[scald=35005:sdl_editor_representation]PARIS (Reuters) - Le député Manuel Valls, candidat à la primaire socialiste pour la candidature à la présidentielle, se dit favorable à la "règle d'or" budgétaire proposée par Nicolas Sarkozy, à condition que l'Elysée renonce à certains cadeaux fiscaux.

Il prend ainsi partiellement le contre-pied de la position de son parti et de ses rivaux à la primaire. Tous rejettent cette proposition qu'ils voient comme un leurre de la part d'un gouvernement qui, disent-ils, cherche à cacher ses responsabilités dans le déficit.

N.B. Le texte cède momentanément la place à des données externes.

//! Set-membership evaluation over a varchar column, the way an expression
//! layer consumes the memory: constant and deferred values are resolved once
//! in `init`, then every row is probed through a zero-copy varchar view.

use std::collections::HashSet;

use tessera_vm::{
    MemoryConfig, PagedMemory, ReadableMemory, Utf8View, WritableMemory,
    encoding::VARCHAR_HEADER_SIZE,
};

/// A varchar column: record data plus one `i64` offset per row.
struct VarcharColumn {
    data: PagedMemory,
    index: PagedMemory,
    rows: u64,
}

impl VarcharColumn {
    fn new(page_size: u64) -> VarcharColumn {
        let config = MemoryConfig::default().with_page_size(page_size);
        VarcharColumn {
            data: PagedMemory::new(&config).unwrap(),
            index: PagedMemory::new(&config).unwrap(),
            rows: 0,
        }
    }

    fn append(&mut self, value: Option<&str>) {
        let offset = self.data.size();
        self.data.put_varchar(offset, value).unwrap();
        self.index.put_long(self.rows * 8, offset as i64).unwrap();
        self.rows += 1;
    }

    fn value(&self, row: u64) -> Option<Utf8View<'_>> {
        let offset = self.index.get_long(row * 8) as u64;
        let header = self.data.get_varchar_header(offset);
        self.data
            .get_varchar_a(offset + VARCHAR_HEADER_SIZE, header.size(), header.is_ascii())
    }
}

#[derive(Default)]
struct Utf8Set {
    values: HashSet<Vec<u8>>,
    has_null: bool,
}

impl Utf8Set {
    fn add(&mut self, value: Option<&str>) {
        match value {
            Some(s) => {
                self.values.insert(s.as_bytes().to_vec());
            }
            None => self.has_null = true,
        }
    }

    fn contains(&self, value: Option<Utf8View<'_>>) -> bool {
        match value {
            Some(v) => match v.as_str() {
                Some(s) => self.values.contains(s.as_bytes()),
                None => self.values.contains(&*v.bytes().to_bytes()),
            },
            None => self.has_null,
        }
    }

    fn clear(&mut self) {
        self.values.clear();
        self.has_null = false;
    }
}

enum Arg {
    Constant(Option<&'static str>),
    Deferred(usize),
}

struct InVarchar {
    set: Utf8Set,
    deferred: Vec<usize>,
    deferred_set: Utf8Set,
}

impl InVarchar {
    fn new(args: &[Arg]) -> InVarchar {
        let mut set = Utf8Set::default();
        let mut deferred = Vec::new();
        for arg in args {
            match arg {
                Arg::Constant(value) => set.add(*value),
                Arg::Deferred(slot) => deferred.push(*slot),
            }
        }
        InVarchar {
            set,
            deferred,
            deferred_set: Utf8Set::default(),
        }
    }

    /// Resolves deferred values against the bind variables of one execution.
    fn init(&mut self, binds: &[Option<&str>]) {
        self.deferred_set.clear();
        for &slot in &self.deferred {
            self.deferred_set.add(binds[slot]);
        }
    }

    fn eval(&self, value: Option<Utf8View<'_>>) -> bool {
        self.set.contains(value) || self.deferred_set.contains(value)
    }
}

fn matching_rows(column: &VarcharColumn, predicate: &InVarchar) -> Vec<u64> {
    (0..column.rows)
        .filter(|&row| predicate.eval(column.value(row)))
        .collect()
}

fn sample_column() -> VarcharColumn {
    let mut column = VarcharColumn::new(64);
    for value in [
        Some("apple"),
        None,
        Some("banana"),
        Some(""),
        Some("cherry-with-a-long-name"),
        Some("dürüm"),
        Some("apple"),
        Some("elderberry-also-quite-long"),
    ] {
        column.append(value);
    }
    column
}

#[test]
fn test_constant_set() {
    let column = sample_column();
    let mut predicate = InVarchar::new(&[Arg::Constant(Some("apple")), Arg::Constant(Some("dürüm"))]);
    predicate.init(&[]);
    assert_eq!(matching_rows(&column, &predicate), vec![0, 5, 6]);
}

#[test]
fn test_null_and_empty_are_distinct() {
    let column = sample_column();
    let mut predicate = InVarchar::new(&[Arg::Constant(None)]);
    predicate.init(&[]);
    assert_eq!(matching_rows(&column, &predicate), vec![1]);

    let mut predicate = InVarchar::new(&[Arg::Constant(Some(""))]);
    predicate.init(&[]);
    assert_eq!(matching_rows(&column, &predicate), vec![3]);
}

#[test]
fn test_deferred_values_resolved_per_execution() {
    let column = sample_column();
    let mut predicate = InVarchar::new(&[
        Arg::Constant(Some("banana")),
        Arg::Deferred(0),
        Arg::Deferred(1),
    ]);

    predicate.init(&[Some("cherry-with-a-long-name"), None]);
    assert_eq!(matching_rows(&column, &predicate), vec![1, 2, 4]);

    // Re-initialization replaces the previous deferred values.
    predicate.init(&[Some("elderberry-also-quite-long"), Some("nope")]);
    assert_eq!(matching_rows(&column, &predicate), vec![2, 7]);
}

#[test]
fn test_split_values_match() {
    let column = sample_column();
    let split_rows: Vec<u64> = (0..column.rows)
        .filter(|&row| column.value(row).is_some_and(|v| v.as_split().is_some()))
        .collect();
    assert!(!split_rows.is_empty());

    for row in split_rows {
        let expected = column.value(row).unwrap().to_string();
        let mut predicate = InVarchar::new(&[Arg::Deferred(0)]);
        predicate.init(&[Some(expected.as_str())]);
        assert!(matching_rows(&column, &predicate).contains(&row), "row {row}");
    }
}
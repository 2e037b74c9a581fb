use thiserror::Error;

#[derive(Debug, Error)]
#[error(transparent)]
pub struct Error(Box<ErrorKind>);

impl Error {
    pub fn kind(&self) -> &ErrorKind {
        self.0.as_ref()
    }

    pub fn into_kind(self) -> ErrorKind {
        *self.0
    }

    pub fn invalid_arg(name: impl Into<String>, message: impl Into<String>) -> Error {
        ErrorKind::InvalidArgument {
            name: name.into(),
            message: message.into(),
        }
        .into()
    }

    pub fn invalid_operation(name: impl Into<String>) -> Error {
        ErrorKind::InvalidOperation { name: name.into() }.into()
    }

    pub fn invalid_format(element: impl Into<String>, message: impl Into<String>) -> Error {
        ErrorKind::InvalidFormat {
            element: element.into(),
            message: message.into(),
        }
        .into()
    }

    pub fn unsupported(operation: impl Into<String>) -> Error {
        ErrorKind::Unsupported {
            operation: operation.into(),
        }
        .into()
    }

    pub fn out_of_bounds(offset: u64, len: u64, size: u64) -> Error {
        ErrorKind::OutOfBounds { offset, len, size }.into()
    }

    pub fn closed() -> Error {
        ErrorKind::Closed.into()
    }

    pub fn io(context: impl Into<String>, source: std::io::Error) -> Error {
        ErrorKind::Io {
            context: context.into(),
            source,
        }
        .into()
    }

    /// Returns `true` if this error reports a violated caller precondition
    /// (as opposed to malformed data or a failed system call).
    pub fn is_precondition(&self) -> bool {
        matches!(
            self.kind(),
            ErrorKind::InvalidArgument { .. }
                | ErrorKind::InvalidOperation { .. }
                | ErrorKind::Unsupported { .. }
                | ErrorKind::OutOfBounds { .. }
                | ErrorKind::Closed
        )
    }
}

#[derive(Debug, Error)]
pub enum ErrorKind {
    #[error("invalid argument {name}: {message}")]
    InvalidArgument { name: String, message: String },

    #[error("invalid operation {name}")]
    InvalidOperation { name: String },

    #[error("unsupported operation: {operation}")]
    Unsupported { operation: String },

    #[error("range [{offset}, {offset} + {len}) is out of bounds for memory of size {size}")]
    OutOfBounds { offset: u64, len: u64, size: u64 },

    #[error("memory is closed")]
    Closed,

    #[error("invalid storage format for '{element}': {message}")]
    InvalidFormat { element: String, message: String },

    #[error("IO error for '{context}': {source}")]
    Io {
        context: String,
        source: std::io::Error,
    },
}

impl From<ErrorKind> for Error {
    fn from(kind: ErrorKind) -> Self {
        Error(kind.into())
    }
}

impl From<std::io::Error> for Error {
    fn from(e: std::io::Error) -> Self {
        Error::io("", e)
    }
}

#[cfg(test)]
mod tests {
    use super::*;

    #[test]
    fn test_error_display() {
        let e = Error::out_of_bounds(60, 8, 64);
        assert_eq!(
            e.to_string(),
            "range [60, 60 + 8) is out of bounds for memory of size 64"
        );
        assert_eq!(Error::closed().to_string(), "memory is closed");
        assert_eq!(
            Error::unsupported("borrow_utf8_split_a").to_string(),
            "unsupported operation: borrow_utf8_split_a"
        );
    }

    #[test]
    fn test_error_classification() {
        assert!(Error::closed().is_precondition());
        assert!(Error::out_of_bounds(0, 1, 0).is_precondition());
        assert!(Error::invalid_arg("page_size", "must be a power of two").is_precondition());
        assert!(!Error::invalid_format("str_len", "-7").is_precondition());
        let io = std::io::Error::new(std::io::ErrorKind::OutOfMemory, "oom");
        assert!(!Error::from(io).is_precondition());
    }

    #[test]
    fn test_error_into_kind() {
        let e = Error::invalid_operation("extend");
        match e.into_kind() {
            ErrorKind::InvalidOperation { name } => assert_eq!(name, "extend"),
            other => panic!("unexpected kind {other:?}"),
        }
    }
}
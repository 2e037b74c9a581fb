//! Configuration of a paged memory instance.

use tessera_common::{Result, verify_arg};

pub const DEFAULT_PAGE_SIZE: u64 = 1024 * 1024;

/// Smallest page that can hold any fixed-width value, including a 256-bit
/// integer, with room to spare.
pub const MIN_PAGE_SIZE: u64 = 64;

pub const DEFAULT_MAX_PAGES: usize = 1 << 20;

#[derive(Debug, Clone, PartialEq, Eq)]
#[cfg_attr(feature = "serde", derive(serde::Serialize, serde::Deserialize))]
#[cfg_attr(feature = "serde", serde(default))]
pub struct MemoryConfig {
    /// Size of every page, in bytes. Must be a power of two no smaller than
    /// [`MIN_PAGE_SIZE`].
    pub page_size: u64,
    /// Upper bound on the number of pages; `extend` beyond
    /// `page_size * max_pages` bytes is rejected.
    pub max_pages: usize,
    /// Request pages from the large-page pool, falling back to regular pages
    /// when it is unavailable.
    pub use_large_pages: bool,
}

impl MemoryConfig {
    pub fn with_page_size(mut self, page_size: u64) -> Self {
        self.page_size = page_size;
        self
    }

    pub fn with_max_pages(mut self, max_pages: usize) -> Self {
        self.max_pages = max_pages;
        self
    }

    pub fn with_large_pages(mut self, use_large_pages: bool) -> Self {
        self.use_large_pages = use_large_pages;
        self
    }

    /// Largest addressable size permitted by this configuration.
    pub fn max_size(&self) -> u64 {
        self.page_size.saturating_mul(self.max_pages as u64)
    }

    pub fn validate(&self) -> Result<()> {
        verify_arg!(page_size, self.page_size.is_power_of_two());
        verify_arg!(page_size, self.page_size >= MIN_PAGE_SIZE);
        verify_arg!(page_size, usize::try_from(self.page_size).is_ok());
        verify_arg!(max_pages, self.max_pages > 0);
        Ok(())
    }
}

impl Default for MemoryConfig {
    fn default() -> Self {
        MemoryConfig {
            page_size: DEFAULT_PAGE_SIZE,
            max_pages: DEFAULT_MAX_PAGES,
            use_large_pages: false,
        }
    }
}
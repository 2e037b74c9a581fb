//! Fixed-width value decoding from page views.

use bytemuck::AnyBitPattern;

use crate::views::ByteView;

/// Widest fixed-width value read through [`decode`].
const MAX_SCALAR_SIZE: usize = 32;

/// Decodes a native-order `T` from a view of exactly `size_of::<T>()` bytes.
///
/// A value that straddles a page boundary is assembled in a stack buffer.
#[inline]
pub(crate) fn decode<T: AnyBitPattern>(view: ByteView<'_>) -> T {
    match view {
        ByteView::Contiguous(bytes) => bytemuck::pod_read_unaligned(bytes),
        ByteView::Split(split) => {
            let size = std::mem::size_of::<T>();
            debug_assert!(size <= MAX_SCALAR_SIZE);
            let mut buf = [0u8; MAX_SCALAR_SIZE];
            split.copy_range(0, &mut buf[..size]);
            bytemuck::pod_read_unaligned(&buf[..size])
        }
    }
}
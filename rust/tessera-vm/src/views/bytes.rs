use std::borrow::Cow;

/// Iterator over the bytes of a [`ByteView`] or [`SplitBytes`].
pub type ByteIter<'a> =
    std::iter::Copied<std::iter::Chain<std::slice::Iter<'a, u8>, std::slice::Iter<'a, u8>>>;

/// Bytes of a value that straddles a page boundary.
///
/// `head` is the end of one page and `tail` is the start of the next one.
/// Logical index `i` resolves to `head[i]` below the split point and to
/// `tail[i - split_point]` at or above it.
#[derive(Clone, Copy)]
pub struct SplitBytes<'a> {
    head: &'a [u8],
    tail: &'a [u8],
}

impl<'a> SplitBytes<'a> {
    pub fn new(head: &'a [u8], tail: &'a [u8]) -> SplitBytes<'a> {
        SplitBytes { head, tail }
    }

    /// Segment before the page boundary.
    #[inline]
    pub fn head(&self) -> &'a [u8] {
        self.head
    }

    /// Segment after the page boundary.
    #[inline]
    pub fn tail(&self) -> &'a [u8] {
        self.tail
    }

    /// Logical index of the first byte of `tail`.
    #[inline]
    pub fn split_point(&self) -> usize {
        self.head.len()
    }

    #[inline]
    pub fn len(&self) -> usize {
        self.head.len() + self.tail.len()
    }

    #[inline]
    pub fn is_empty(&self) -> bool {
        self.len() == 0
    }

    #[inline]
    pub fn get(&self, index: usize) -> Option<u8> {
        match self.head.get(index) {
            Some(&b) => Some(b),
            None => self.tail.get(index - self.head.len()).copied(),
        }
    }

    #[inline]
    pub fn iter(&self) -> ByteIter<'a> {
        self.head.iter().chain(self.tail.iter()).copied()
    }

    /// Copies `dst.len()` bytes starting at logical index `start` into `dst`.
    ///
    /// # Panics
    ///
    /// Panics if the requested range exceeds the view.
    pub fn copy_range(&self, start: usize, dst: &mut [u8]) {
        let end = start + dst.len();
        assert!(end <= self.len(), "range {start}..{end} exceeds {}", self.len());
        let split = self.split_point();
        if end <= split {
            dst.copy_from_slice(&self.head[start..end]);
        } else if start >= split {
            dst.copy_from_slice(&self.tail[start - split..end - split]);
        } else {
            let (a, b) = dst.split_at_mut(split - start);
            a.copy_from_slice(&self.head[start..]);
            b.copy_from_slice(&self.tail[..end - split]);
        }
    }

    fn eq_slice(&self, other: &[u8]) -> bool {
        other.len() == self.len()
            && self.head == &other[..self.split_point()]
            && self.tail == &other[self.split_point()..]
    }
}

/// A borrowed, random-access byte sequence backed directly by page memory.
#[derive(Clone, Copy)]
pub enum ByteView<'a> {
    Contiguous(&'a [u8]),
    Split(SplitBytes<'a>),
}

impl<'a> ByteView<'a> {
    pub const EMPTY: ByteView<'static> = ByteView::Contiguous(&[]);

    #[inline]
    pub fn len(&self) -> usize {
        match self {
            ByteView::Contiguous(b) => b.len(),
            ByteView::Split(s) => s.len(),
        }
    }

    #[inline]
    pub fn is_empty(&self) -> bool {
        self.len() == 0
    }

    #[inline]
    pub fn is_split(&self) -> bool {
        matches!(self, ByteView::Split(_))
    }

    #[inline]
    pub fn get(&self, index: usize) -> Option<u8> {
        match self {
            ByteView::Contiguous(b) => b.get(index).copied(),
            ByteView::Split(s) => s.get(index),
        }
    }

    /// Returns the byte at `index`.
    ///
    /// # Panics
    ///
    /// Panics if `index` is out of range.
    #[inline]
    pub fn byte_at(&self, index: usize) -> u8 {
        match self.get(index) {
            Some(b) => b,
            None => panic!("index {index} out of range for view of {} bytes", self.len()),
        }
    }

    #[inline]
    pub fn iter(&self) -> ByteIter<'a> {
        let (head, tail) = self.segments();
        head.iter().chain(tail.iter()).copied()
    }

    /// The backing segments; the second one is empty for a contiguous view.
    #[inline]
    pub fn segments(&self) -> (&'a [u8], &'a [u8]) {
        match *self {
            ByteView::Contiguous(b) => (b, &[]),
            ByteView::Split(s) => (s.head, s.tail),
        }
    }

    #[inline]
    pub fn as_contiguous(&self) -> Option<&'a [u8]> {
        match *self {
            ByteView::Contiguous(b) => Some(b),
            ByteView::Split(_) => None,
        }
    }

    #[inline]
    pub fn as_split(&self) -> Option<SplitBytes<'a>> {
        match *self {
            ByteView::Contiguous(_) => None,
            ByteView::Split(s) => Some(s),
        }
    }

    /// Presents the view in split form; a contiguous view gets an empty tail.
    #[inline]
    pub fn into_split(self) -> SplitBytes<'a> {
        let (head, tail) = self.segments();
        SplitBytes::new(head, tail)
    }

    /// Address of the first byte.
    #[inline]
    pub fn as_ptr(&self) -> *const u8 {
        self.segments().0.as_ptr()
    }

    /// Copies `dst.len()` bytes starting at `start` into `dst`.
    ///
    /// # Panics
    ///
    /// Panics if the requested range exceeds the view.
    #[inline]
    pub fn copy_range(&self, start: usize, dst: &mut [u8]) {
        match self {
            ByteView::Contiguous(b) => dst.copy_from_slice(&b[start..start + dst.len()]),
            ByteView::Split(s) => s.copy_range(start, dst),
        }
    }

    /// Copies the whole view into `dst`, which must have the same length.
    #[inline]
    pub fn copy_to_slice(&self, dst: &mut [u8]) {
        assert_eq!(dst.len(), self.len());
        self.copy_range(0, dst);
    }

    /// Returns the bytes, borrowing when contiguous and copying when split.
    pub fn to_bytes(&self) -> Cow<'a, [u8]> {
        match *self {
            ByteView::Contiguous(b) => Cow::Borrowed(b),
            ByteView::Split(s) => {
                let mut v = Vec::with_capacity(s.len());
                v.extend_from_slice(s.head);
                v.extend_from_slice(s.tail);
                Cow::Owned(v)
            }
        }
    }

    pub fn to_vec(&self) -> Vec<u8> {
        self.to_bytes().into_owned()
    }
}

impl PartialEq for ByteView<'_> {
    fn eq(&self, other: &Self) -> bool {
        match (self, other) {
            (ByteView::Contiguous(a), ByteView::Contiguous(b)) => a == b,
            (ByteView::Contiguous(a), ByteView::Split(s))
            | (ByteView::Split(s), ByteView::Contiguous(a)) => s.eq_slice(a),
            _ => self.len() == other.len() && self.iter().eq(other.iter()),
        }
    }
}

impl Eq for ByteView<'_> {}

impl PartialEq<[u8]> for ByteView<'_> {
    fn eq(&self, other: &[u8]) -> bool {
        match self {
            ByteView::Contiguous(b) => *b == other,
            ByteView::Split(s) => s.eq_slice(other),
        }
    }
}

impl PartialEq<&[u8]> for ByteView<'_> {
    fn eq(&self, other: &&[u8]) -> bool {
        *self == **other
    }
}

impl<const N: usize> PartialEq<&[u8; N]> for ByteView<'_> {
    fn eq(&self, other: &&[u8; N]) -> bool {
        *self == other.as_slice()
    }
}

impl std::fmt::Debug for ByteView<'_> {
    fn fmt(&self, f: &mut std::fmt::Formatter<'_>) -> std::fmt::Result {
        f.debug_struct("ByteView")
            .field("len", &self.len())
            .field("split", &self.as_split().map(|s| s.split_point()))
            .field("bytes", &self.to_bytes())
            .finish()
    }
}

impl std::fmt::Debug for SplitBytes<'_> {
    fn fmt(&self, f: &mut std::fmt::Formatter<'_>) -> std::fmt::Result {
        f.debug_struct("SplitBytes")
            .field("head", &self.head)
            .field("tail", &self.tail)
            .finish()
    }
}
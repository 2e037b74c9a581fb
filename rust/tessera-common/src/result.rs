pub type Result<T> = std::result::Result<T, crate::error::Error>;

#[macro_export]
macro_rules! verify_arg {
    ($name:expr, $expr:expr) => {{
        let result = $expr;
        $crate::result::verify_arg(result, stringify!($name), stringify!($expr))?;
    }};
}

#[macro_export]
macro_rules! verify_data {
    ($name:expr, $expr:expr) => {{
        let result = $expr;
        $crate::result::verify_data(result, stringify!($name), stringify!($expr))?;
    }};
}

#[inline]
pub fn verify_arg(predicate: bool, name: &str, condition: &str) -> Result<()> {
    if predicate {
        Ok(())
    } else {
        invalid_arg(name, condition)
    }
}

#[inline]
pub fn verify_data(predicate: bool, name: &str, condition: &str) -> Result<()> {
    if predicate {
        Ok(())
    } else {
        invalid_format(name, condition)
    }
}

#[cold]
pub fn invalid_arg(name: &str, condition: &str) -> Result<()> {
    Err(crate::error::Error::invalid_arg(name, condition))
}

#[cold]
pub fn invalid_format(name: &str, condition: &str) -> Result<()> {
    Err(crate::error::Error::invalid_format(name, condition))
}

/// Aborts the current operation on a violated precondition.
///
/// Read paths of the memory layer do not return `Result`: reading outside the
/// addressable range, reading after close or asking for a capability the
/// implementation lacks is a programming error, and is reported by panicking
/// with the formatted error.
#[cold]
#[track_caller]
pub fn violation(err: crate::error::Error) -> ! {
    panic!("precondition violated: {err}")
}

/// Unwraps `result`, treating an error as a precondition violation.
#[inline]
#[track_caller]
pub fn expect_valid<T>(result: Result<T>) -> T {
    match result {
        Ok(value) => value,
        Err(err) => violation(err),
    }
}

#[cfg(test)]
mod tests {
    use super::*;
    use crate::error::ErrorKind;

    fn checked_page_size(page_size: u64) -> Result<u64> {
        verify_arg!(page_size, page_size.is_power_of_two());
        Ok(page_size)
    }

    fn checked_len(len: i32) -> Result<i32> {
        verify_data!(len, len >= -1);
        Ok(len)
    }

    #[test]
    fn test_verify_arg() {
        assert_eq!(checked_page_size(4096).unwrap(), 4096);
        let err = checked_page_size(1000).unwrap_err();
        match err.kind() {
            ErrorKind::InvalidArgument { name, message } => {
                assert_eq!(name, "page_size");
                assert_eq!(message, "page_size.is_power_of_two()");
            }
            other => panic!("unexpected kind {other:?}"),
        }
    }

    #[test]
    fn test_verify_data() {
        assert_eq!(checked_len(-1).unwrap(), -1);
        let err = checked_len(-2).unwrap_err();
        assert!(matches!(err.kind(), ErrorKind::InvalidFormat { .. }));
    }

    #[test]
    fn test_expect_valid_ok() {
        assert_eq!(expect_valid(Ok::<_, crate::error::Error>(7)), 7);
    }

    #[test]
    #[should_panic(expected = "precondition violated: memory is closed")]
    fn test_violation_panics() {
        let _: u8 = expect_valid(Err(crate::error::Error::closed()));
    }
}
//! Column memory backed by a single buffer.

use tessera_common::{Result, error::Error};
use tessera_page_alloc::PageBuffer;

use crate::{
    memory::{ExtendPolicy, ReadableMemory},
    writer::WritableMemory,
};

/// Column memory that presents its whole address space as one page.
///
/// `page_size()` equals `size()`, so no value ever straddles a page and split
/// views are never produced. `extend` grows the buffer in place while its
/// capacity allows and otherwise moves it ([`ExtendPolicy::MayRemap`]).
pub struct ContiguousMemory {
    buffer: Option<PageBuffer>,
}

impl ContiguousMemory {
    /// Allocates a zero-filled memory of `size` bytes.
    pub fn new(size: u64) -> Result<ContiguousMemory> {
        ContiguousMemory::with_large_pages(size, false)
    }

    pub fn with_large_pages(size: u64, prefer_large: bool) -> Result<ContiguousMemory> {
        let len = to_len(size)?;
        let buffer = PageBuffer::allocate(len, prefer_large)
            .map_err(|e| Error::io("allocate contiguous memory", e))?;
        log::debug!(
            "contiguous memory opened: size={size}, capacity={}, kind={:?}",
            buffer.capacity(),
            buffer.kind()
        );
        Ok(ContiguousMemory {
            buffer: Some(buffer),
        })
    }

    /// Creates a memory holding a copy of `data`.
    pub fn from_bytes(data: &[u8]) -> Result<ContiguousMemory> {
        let mut memory = ContiguousMemory::new(data.len() as u64)?;
        memory.put_bytes(0, data)?;
        Ok(memory)
    }

    /// Bytes that can be reached by `extend` without moving the buffer.
    pub fn capacity(&self) -> u64 {
        self.buffer.as_ref().map_or(0, |b| b.capacity() as u64)
    }

    #[inline]
    fn bytes(&self) -> &[u8] {
        match &self.buffer {
            Some(buffer) => buffer.as_bytes(),
            None => &[],
        }
    }
}

fn to_len(size: u64) -> Result<usize> {
    usize::try_from(size)
        .map_err(|_| Error::invalid_arg("size", format!("{size} is not addressable")))
}

impl ReadableMemory for ContiguousMemory {
    #[inline]
    fn size(&self) -> u64 {
        self.bytes().len() as u64
    }

    #[inline]
    fn page_count(&self) -> usize {
        self.buffer.is_some() as usize
    }

    #[inline]
    fn page_size(&self) -> u64 {
        self.size()
    }

    #[inline]
    fn page(&self, index: usize) -> &[u8] {
        if index >= self.page_count() {
            tessera_common::result::violation(Error::invalid_arg(
                "page_index",
                format!("{index} >= page count {}", self.page_count()),
            ));
        }
        self.bytes()
    }

    #[inline]
    fn page_index(&self, _offset: u64) -> usize {
        0
    }

    #[inline]
    fn offset_in_page(&self, offset: u64) -> u64 {
        offset
    }

    fn extend(&mut self, size: u64) -> Result<()> {
        let Some(buffer) = self.buffer.as_mut() else {
            return Err(Error::closed());
        };
        let old_size = buffer.len();
        let moved = buffer
            .grow(to_len(size)?)
            .map_err(|e| Error::io("grow contiguous memory", e))?;
        if buffer.len() != old_size {
            log::debug!(
                "contiguous memory extended: {old_size} -> {} bytes{}",
                buffer.len(),
                if moved { ", remapped" } else { "" }
            );
        }
        Ok(())
    }

    fn close(&mut self) {
        if let Some(buffer) = self.buffer.take() {
            log::debug!("contiguous memory closed: {} bytes", buffer.len());
        }
    }

    #[inline]
    fn is_closed(&self) -> bool {
        self.buffer.is_none()
    }

    fn extend_policy(&self) -> ExtendPolicy {
        ExtendPolicy::MayRemap
    }
}

impl WritableMemory for ContiguousMemory {
    fn page_mut(&mut self, index: usize) -> &mut [u8] {
        match self.buffer.as_mut() {
            Some(buffer) if index == 0 => buffer.as_bytes_mut(),
            _ => tessera_common::result::violation(Error::invalid_arg(
                "page_index",
                format!("{index} is not a page of this memory"),
            )),
        }
    }
}

impl std::fmt::Debug for ContiguousMemory {
    fn fmt(&self, f: &mut std::fmt::Formatter<'_>) -> std::fmt::Result {
        f.debug_struct("ContiguousMemory")
            .field("buffer", &self.buffer)
            .finish()
    }
}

Dans Libération paru lundi, Manuel Valls se dit favorable au principe d'une réforme constitutionnelle inscrivant dans le marbre la politique d'équilibre budgétaire : "laisser filer le déficit, c'est se mettre dans les mains des marchés. Face à l'inquiétude des Français, nous devons formuler des propositions".

Il considère cependant qu'il faut accompagner cette réforme d'une action immédiate avec une loi de programmation budgétaire et l'annulation de diverses exemptions fiscales, notamment sur les heures supplémentaires et sur la restauration.

"Il appartiendra au président de la République de refuser ou non de revenir sur la politique fiscale pratiquée ces dernières années", dit-il.